The good things I could see included the universal parish system; an educated clergy, significant numbers of whom were good theologians; the patrimony of cathedrals and churches; the Bible the Church had so beautifully translated for itself four centuries ago; the liturgy and formularies it had developed; the accompanying musical and choral traditions; and the fact that the dead so often lie in churchyards rather than cemeteries, making the ground, as Philip Larkin put it, a place “proper to grow wise in”.

I also liked the Establishment settlement, so long as that idea is not pushed too hard – the fact that every monarch is Supreme Governor of the Church of England, that Anglican bishops sit of right in the House of Lords, that the Armed Forces, though providing for most faiths, take their spiritual lead from Anglicanism, that most church schools are Anglican, and so on. [The Telegraph: The Church of England no longer seems to understand our common Anglican tradition]

The open church

From the excerpt above, two things jump out to make a significant point, the fact that every monarch is the supreme governor of the Church of England and the much-revered 1611 English translation of the Bible authorised by James IV of Scotland and I of England commonly known as the King James Version was done in the care of the Church of England.

Then, despite the doctrinal issues on women bishops and gay marriage which is more a matter of disagreement in the global Anglican Communion, the entity of England has a more collegiate and open forum for engagement where difference of opinion is accommodated and tolerated than brought to point of irreconcilable confrontation.

Blog: Expecting high drama on the Mount of Olives (June 2008)

Blog: Satan's hand in human stupidity as church splits (July 2008)

Blog: There Will Be No Epiphany (December 2019)

My observation of the Establishment settlement allows the church and its parish clergy to open the doors to all and welcome people of all faiths with a sense of serving the community regardless of what they believe. In civic and state ceremonies, whilst the leading liturgy is Anglican, all faiths are represented in presence and voice. It is a different construct in comparison to any other denomination with the requirements to participate.

A rich Christianity

As I have written before, returning to my Anglican faith has given me a great sense of belonging and bolstered of faith. However, I have been schooled in many aspects of Christian belief that ranges well into the charismatic, Evangelical and Pentecostal statements of faith, as the inerrant and revealed Word of God, the humanity and deity of Jesus Christ, the acceptance of the lordship of Jesus Christ for salvation, the infilling of the Holy Spirit with the manifestation of glossolalia, and the second return of the Christ.

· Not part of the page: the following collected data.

//! Deployment records and the cache key schema.
//!
//! Each logical name owns two keys in its network's cache:
//!
//! ```text
//! <name>.txHash   operation id of the submission, written before confirmation
//! <name>.address  resolved address, written after confirmation
//! ```
//!
//! Address presence is authoritative. A leftover `txHash` next to an
//! address means nothing.

use crate::error::DeployError;
use crate::store::KeyValueStore;
use crate::types::{Address, OperationId};
use serde::{Deserialize, Serialize};
use serde_json::Value;

pub const ADDRESS_FIELD: &str = "address";
pub const PENDING_FIELD: &str = "txHash";

pub fn address_key(name: &str) -> String {
    format!("{name}.{ADDRESS_FIELD}")
}

pub fn pending_key(name: &str) -> String {
    format!("{name}.{PENDING_FIELD}")
}

/// Names become the first segment of a dot-path, so they can't contain dots.
pub fn validate_name(name: &str) -> Result<(), DeployError> {
    if name.is_empty() || name.contains('.') {
        return Err(DeployError::InvalidName(name.to_string()));
    }
    Ok(())
}

/// Where a name stands, derived from its record.
#[derive(Debug, Clone, PartialEq, Eq, Serialize, Deserialize)]
pub enum RecordState {
    /// Never submitted, or explicitly forgotten.
    Absent,
    /// Submitted by some run; outcome not yet recorded.
    Pending(OperationId),
    /// Confirmed. No further network calls for this name.
    Done(Address),
}

impl RecordState {
    pub fn name(&self) -> &'static str {
        match self {
            RecordState::Absent => "absent",
            RecordState::Pending(_) => "pending",
            RecordState::Done(_) => "done",
        }
    }
}

/// Both cached fields for one name on one network.
#[derive(Debug, Clone, PartialEq, Eq, Serialize, Deserialize)]
pub struct DeploymentRecord {
    pub name: String,
    pub address: Option<Address>,
    pub pending_operation_id: Option<OperationId>,
}

impl DeploymentRecord {
    /// Read the record for `name` from `store`.
    ///
    /// The entry under `name` must be an object. Anything else (a bare
    /// address string, say) is reported as corrupt rather than read as absent.
    pub async fn load<S>(store: &S, name: &str) -> Result<Self, DeployError>
    where
        S: KeyValueStore + ?Sized,
    {
        match store.get(name).await? {
            None | Some(Value::Object(_)) => {}
            Some(other) => {
                return Err(DeployError::CorruptRecord {
                    key: name.to_string(),
                    reason: format!("expected an object, found {other}"),
                })
            }
        }

        let address_key = address_key(name);
        let pending_key = pending_key(name);

        let address = read_string(store, &address_key).await?.map(Address::new);
        let pending_operation_id = read_string(store, &pending_key)
            .await?
            .map(OperationId::new);

        Ok(Self {
            name: name.to_string(),
            address,
            pending_operation_id,
        })
    }

    pub fn state(&self) -> RecordState {
        match (&self.address, &self.pending_operation_id) {
            (Some(address), _) => RecordState::Done(address.clone()),
            (None, Some(op)) => RecordState::Pending(op.clone()),
            (None, None) => RecordState::Absent,
        }
    }
}

async fn read_string<S>(store: &S, key: &str) -> Result<Option<String>, DeployError>
where
    S: KeyValueStore + ?Sized,
{
    match store.get(key).await? {
        None | Some(Value::Null) => Ok(None),
        Some(Value::String(s)) if s.is_empty() => Ok(None),
        Some(Value::String(s)) => Ok(Some(s)),
        Some(other) => Err(DeployError::CorruptRecord {
            key: key.to_string(),
            reason: format!("expected a string, found {other}"),
        }),
    }
}

#[cfg(test)]
mod tests {
    use super::*;
    use crate::store::MemoryStore;
    use serde_json::json;

    #[test]
    fn test_keys() {
        assert_eq!(address_key("token"), "token.address");
        assert_eq!(pending_key("token"), "token.txHash");
    }

    #[test]
    fn test_validate_name() {
        assert!(validate_name("token").is_ok());
        assert!(validate_name("governor-v2").is_ok());
        assert!(matches!(validate_name(""), Err(DeployError::InvalidName(_))));
        assert!(matches!(
            validate_name("token.address"),
            Err(DeployError::InvalidName(_))
        ));
    }

    #[tokio::test]
    async fn test_load_states() {
        let mut store = MemoryStore::new();

        let record = DeploymentRecord::load(&store, "token").await.unwrap();
        assert_eq!(record.state(), RecordState::Absent);

        store.set("token.txHash", json!("0xaa")).await.unwrap();
        let record = DeploymentRecord::load(&store, "token").await.unwrap();
        assert_eq!(
            record.state(),
            RecordState::Pending(OperationId::new("0xaa"))
        );

        store.set("token.address", json!("0xbb")).await.unwrap();
        let record = DeploymentRecord::load(&store, "token").await.unwrap();
        assert_eq!(record.state(), RecordState::Done(Address::new("0xbb")));
        assert_eq!(record.pending_operation_id, Some(OperationId::new("0xaa")));
    }

    #[tokio::test]
    async fn test_load_rejects_non_string() {
        let mut store = MemoryStore::new();
        store.set("token.address", json!(42)).await.unwrap();

        let err = DeploymentRecord::load(&store, "token").await.unwrap_err();
        match err {
            DeployError::CorruptRecord { key, .. } => assert_eq!(key, "token.address"),
            other => panic!("unexpected error: {other}"),
        }
    }

    #[tokio::test]
    async fn test_load_rejects_non_object_entry() {
        let mut store = MemoryStore::new();
        store.set("token", json!("0xlegacyaddress")).await.unwrap();
        store.set("token-pending", json!("0xlegacytx")).await.unwrap();

        let err = DeploymentRecord::load(&store, "token").await.unwrap_err();
        assert!(matches!(err, DeployError::CorruptRecord { ref key, .. } if key == "token"));
        let err = DeploymentRecord::load(&store, "token-pending")
            .await
            .unwrap_err();
        assert!(matches!(err, DeployError::CorruptRecord { .. }));
    }

    #[tokio::test]
    async fn test_load_treats_null_and_empty_as_missing() {
        let mut store = MemoryStore::new();
        store.set("token.address", Value::Null).await.unwrap();
        store.set("token.txHash", json!("")).await.unwrap();

        let record = DeploymentRecord::load(&store, "token").await.unwrap();
        assert_eq!(record.state(), RecordState::Absent);
    }

    #[test]
    fn test_state_names() {
        assert_eq!(RecordState::Absent.name(), "absent");
        assert_eq!(RecordState::Pending(OperationId::new("x")).name(), "pending");
        assert_eq!(RecordState::Done(Address::new("y")).name(), "done");
    }
}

This means, that rather than dispense with all the benefits that have accrued in my Christian walk, I have embraced them all and developed them earnestly to live a more fulfilled life.

Recently, I came upon the idea of attending my regular Anglican services at the Manchester Cathedral in the mornings and seeking out a Pentecostal church to attend in the evenings. I did a few evening services at the Christ Church Manchester in Fallowfield which is ensconced within a student conurbation south of Manchester, about 45 minutes’ walk from my place.

Revisiting the experience

However, given that I had once considered the possibility of making !Audacious Church my church over 9 years ago, I eventually found it a bit on the avant-garde as I reviewed it then after a few services I eased myself out of that fellowship.

Blog: !Audacious Church, Manchester (March 2014)

Blog: In a brotherhood we stand at !Audacious Church (April 2014)

Yet, we evolve and in the process, many things come up for reconsideration and reassessment, in terms of belief and comfortableness in devotion. It informed my decision to revisit !Audacious Church earlier this evening in the quest for a kindling and energy I would not find my regular church. This is not to say that I am not amazingly blessed where I am, but there could be some exhilaration from driving a different car to the same destination, a place of personal affirmation of faith.

It is likely that I would choose a range of churches in which to have the Pentecostal experience in the evenings whilst maintaining my relationship with my regular church. It is the same idea Brian and I hope to carry on in Cape Town where we normally attend St George’s Cathedral in the morning and might choose Hillsong Church for our Pentecostal experience.

Many of the faces fronting the mainly praise and worship service with shared communion at !Audacious Church has changed, but the rock concert atmosphere prevailed along with the energy and presence. The congregation was chiefly youth with some that did not make me look out of place. I thoroughly enjoyed the meeting as long as I did not exert myself beyond the age-appropriate exhibitions of vim and verve.

I guess I am in the daring circus act of riding two horses and at once.